HOTEL in U.S.A 私が見たアメリカのホテル

Vol.
34

ホテル業界から見る日本の近未来

ハーバード大学(大学院や研究室を含まず)で勉強する韓国の学生は42人。日本は5人だそうだ(※2009年度)。大学生の人口では日本は韓国の2倍いる。この数字が示すことは、いかに日本人のアメリカへの留学生が少ないかということ。

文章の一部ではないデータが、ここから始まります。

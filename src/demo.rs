//! Line-oriented demo driver.
//!
//! Feeds pointer events into a keyboard view wired to the reference
//! [`TextBuffer`] host. Time is a virtual clock advanced by the `wait`
//! command, so scripted runs are fully reproducible.
//!
//! Commands, one per line (`#` starts a comment):
//!
//! ```text
//! down <key>      pointer down          keys: h, backspace, space,
//! up <key>        pointer up                  return, shift
//! cancel <key>    pointer cancel
//! tap <key>       down followed by up
//! wait <ms>       advance the clock (long presses and repeats fire)
//! show            print buffer, case, and key visuals
//! quit            stop reading
//! ```

use anyhow::Result;
use log::{debug, warn};
use std::io::{BufRead, Write};
use std::time::{Duration, Instant};

use crate::config::Config;
use crate::host::TextBuffer;
use crate::input::{KeyId, PointerPhase};
use crate::keyboard::{Haptics, KeyboardListener, KeyboardView};

/// How long a scripted `tap` holds the key down.
const TAP_HOLD_MS: u64 = 40;

/// Clock granularity while `wait` advances time.
///
/// Fine enough that long presses fire close to their deadline; repeat
/// catch-up in the host makes the exact step size irrelevant for counts.
const WAIT_STEP_MS: u64 = 10;

/// Haptic actuator that reports pulses through the log.
struct LogHaptics;

impl Haptics for LogHaptics {
    fn pulse(&mut self) {
        debug!("haptic pulse");
    }
}

/// Runs the demo loop until `quit` or end of input.
pub fn run<R: BufRead, W: Write>(
    config: &Config,
    system_prefers_dark: bool,
    input: R,
    out: &mut W,
) -> Result<()> {
    let host = TextBuffer::new(config.timing.key_repeat());
    let mut view = KeyboardView::new(host, Box::new(LogHaptics), config, system_prefers_dark);
    let mut now = Instant::now();

    for line in input.lines() {
        let line = line?;
        let line = line.trim();
        if line.is_empty() || line.starts_with('#') {
            continue;
        }

        let mut parts = line.split_whitespace();
        let command = parts.next().unwrap_or_default();
        let argument = parts.next();

        match command {
            "down" | "up" | "cancel" => match argument.and_then(parse_key) {
                Some(key) => {
                    let phase = match command {
                        "down" => PointerPhase::Down,
                        "up" => PointerPhase::Up,
                        _ => PointerPhase::Cancel,
                    };
                    view.handle_pointer(key, phase, now);
                }
                None => warn!("unrecognized key in '{line}'"),
            },
            "tap" => match argument.and_then(parse_key) {
                Some(key) => {
                    view.handle_pointer(key, PointerPhase::Down, now);
                    now += Duration::from_millis(TAP_HOLD_MS);
                    view.handle_pointer(key, PointerPhase::Up, now);
                }
                None => warn!("unrecognized key in '{line}'"),
            },
            "wait" => match argument.and_then(|ms| ms.parse::<u64>().ok()) {
                Some(ms) => {
                    let mut remaining = ms;
                    while remaining > 0 {
                        let step = remaining.min(WAIT_STEP_MS);
                        now += Duration::from_millis(step);
                        remaining -= step;
                        view.poll(now);
                        view.listener_mut().tick(now);
                    }
                }
                None => warn!("wait needs a millisecond count: '{line}'"),
            },
            "show" => print_state(&view, out)?,
            "quit" => break,
            _ => warn!("unrecognized command: '{line}'"),
        }
    }

    Ok(())
}

fn print_state<W: Write>(view: &KeyboardView<TextBuffer>, out: &mut W) -> Result<()> {
    let visuals = view.visuals();
    let host = view.listener();

    writeln!(out, "buffer: {:?}", host.text())?;
    writeln!(
        out,
        "case: {}",
        if host.is_uppercase() {
            "uppercase"
        } else {
            "lowercase"
        }
    )?;
    if view.is_visible(KeyId::Shift) {
        writeln!(
            out,
            "keys: h={:?} shift-tint={}",
            visuals.h_glyph,
            visuals.shift_tint.to_hex()
        )?;
    } else {
        writeln!(out, "keys: h={:?} (minimalist)", visuals.h_glyph)?;
    }

    Ok(())
}

fn parse_key(name: &str) -> Option<KeyId> {
    match name.to_lowercase().as_str() {
        "h" => Some(KeyId::H),
        "backspace" | "bs" => Some(KeyId::Backspace),
        "space" => Some(KeyId::Space),
        "return" | "enter" => Some(KeyId::Return),
        "shift" => Some(KeyId::Shift),
        _ => None,
    }
}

6年前にプラザが閉館したときに辞めていった私の同僚たちは、いろいろなところで出世をはたしている。総支配人になった者もいる。その中には、インド人、エジプト人、クロアチア人、中国人などがいる。私が他のアメリカのホテルで働き続けていたとしても、彼らのようには出世はできなかっただろう。なぜなら、私はアメリカの大学をでていないから。

アメリカは極度の学歴社会。人種が出世に影響を与える時代はすでに終わっている。ものを言うのは大学で取得した単位だ。残念ながら、日本の大学の単位はアメリカ社会では認められない。アメリカ、もしくは世界的に有名な大学の単位でないと力にならないのだ。

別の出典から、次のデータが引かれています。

//! Configuration type definitions.

use super::enums::ThemeMode;
use schemars::JsonSchema;
use serde::{Deserialize, Serialize};
use std::time::Duration;

/// Keyboard behavior settings.
///
/// Controls which keys exist and how key actions feel. All values are read
/// once when the keyboard view is constructed; changing them afterwards
/// requires recreating the view.
#[derive(Debug, Serialize, Deserialize, Clone, JsonSchema)]
pub struct KeyboardConfig {
    /// Request a discrete haptic pulse for every key action
    #[serde(default = "default_haptic_feedback")]
    pub haptic_feedback: bool,

    /// Hide the space and shift keys, leaving only H, backspace, and return
    #[serde(default = "default_minimalist_mode")]
    pub minimalist_mode: bool,

    /// Color theme (light, dark, or follow-system)
    #[serde(default)]
    pub theme: ThemeMode,
}

impl Default for KeyboardConfig {
    fn default() -> Self {
        Self {
            haptic_feedback: default_haptic_feedback(),
            minimalist_mode: default_minimalist_mode(),
            theme: ThemeMode::default(),
        }
    }
}

/// Input timing settings.
///
/// The original platform supplied these from its own view configuration; here
/// they are explicit so hosts and tests can control them.
#[derive(Debug, Serialize, Deserialize, Clone, JsonSchema)]
pub struct TimingConfig {
    /// How long a key must stay held before a long-press fires, in
    /// milliseconds (valid range: 100 - 2000)
    #[serde(default = "default_long_press_ms")]
    pub long_press_ms: u64,

    /// Interval between repeated insertions while a repeatable key is held
    /// past its long-press, in milliseconds (valid range: 10 - 1000)
    #[serde(default = "default_key_repeat_ms")]
    pub key_repeat_ms: u64,
}

impl Default for TimingConfig {
    fn default() -> Self {
        Self {
            long_press_ms: default_long_press_ms(),
            key_repeat_ms: default_key_repeat_ms(),
        }
    }
}

impl TimingConfig {
    /// Long-press threshold as a [`Duration`].
    pub fn long_press(&self) -> Duration {
        Duration::from_millis(self.long_press_ms)
    }

    /// Key repeat interval as a [`Duration`].
    pub fn key_repeat(&self) -> Duration {
        Duration::from_millis(self.key_repeat_ms)
    }
}

fn default_haptic_feedback() -> bool {
    true
}

fn default_minimalist_mode() -> bool {
    false
}

fn default_long_press_ms() -> u64 {
    500
}

fn default_key_repeat_ms() -> u64 {
    50
}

ホテル業界を見ていると分かるが、これから多くの日本企業は他国籍企業に買収されてゆく。そこのトップで働く者は他国人。なにも、アメリカ人とは限らない。アメリカのホテルならば、さまざまな国出身の総支配人が誕生している。今まで以上に多くの他国籍企業が日本に入ってきて、そこのトップは他国から来た人。その下で日本人が働くという構図ができあがることになる。そのトップは他のアジア人かもしれない。残念だが、日本人がそのトップに座ることはまずないだろう。

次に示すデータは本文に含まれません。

// kiln-common/src/lib.rs
pub mod cache;
pub mod config;
pub mod dependency;
pub mod error;
pub mod formulary;
pub mod keg;
pub mod model;
pub mod pipeline;
pub mod receipt;
pub mod transport;

// Re-export key types
pub use cache::DownloadCache;
pub use config::Config;
pub use error::{KilnError, Result, Stage};
pub use formulary::Formulary;
pub use keg::{InstalledKeg, KegRegistry};
pub use model::{Formula, Step};
pub use receipt::InstalledReceipt;
pub use transport::SourceTransport;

トップに座るには、他国籍企業でエグゼクテイブになれる能力を持っていなければならない。そのためには、アメリカの大学、あるいは世界的に有名な大学の単位を取得することが必要。だが、他国で勉強をしている日本人はわずかしかいない。私が若いころは、「日本は学歴社会」と言われた。これからは、欧米の有名大学をでていることがものを言う時代がくる。これが、グローバル化が造り出す新学歴社会だ。

グローバル化に乗り遅れた日本人が、他国の人々の下で働くことになるのか、あるいは、奮起して、他国籍企業でも出世できる日本人がでてくるのか、これからの10年間が日本の行方を左右する。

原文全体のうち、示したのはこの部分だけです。